_The problem_
Write the records out again, precisely as they stand.

|---|

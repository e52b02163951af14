pub mod constants;
pub mod input;
pub mod render;
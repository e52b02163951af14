//! Repo radar engine: GitHub search IO, response decoding, and local storage.
mod decode;
mod engine;
mod fetch;
mod persist;
pub mod query;
mod types;

pub use decode::{decode_search_response, DecodeError};
pub use engine::{EngineConfig, EngineEvents, EngineHandle, TodayFn};
pub use fetch::{FetchSettings, Fetcher, ReqwestFetcher, DEFAULT_API_BASE_URL};
pub use persist::{ensure_state_dir, AtomicFileWriter, LocalStorage, PersistError};
pub use types::{EngineEvent, FailureKind, FetchError, RepoFetchError, RepoId, RepoSummary};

|---|

_Output of the task_
repository e52b02163951af14
pub mod constants;
pub mod input;
pub mod render;
repository e52b02163951af14
//! Repo radar engine: GitHub search IO, response decoding, and local storage.
mod decode;
mod engine;
mod fetch;
mod persist;
pub mod query;
mod types;

pub use decode::{decode_search_response, DecodeError};
pub use engine::{EngineConfig, EngineEvents, EngineHandle, TodayFn};
pub use fetch::{FetchSettings, Fetcher, ReqwestFetcher, DEFAULT_API_BASE_URL};
pub use persist::{ensure_state_dir, AtomicFileWriter, LocalStorage, PersistError};
pub use types::{EngineEvent, FailureKind, FetchError, RepoFetchError, RepoId, RepoSummary};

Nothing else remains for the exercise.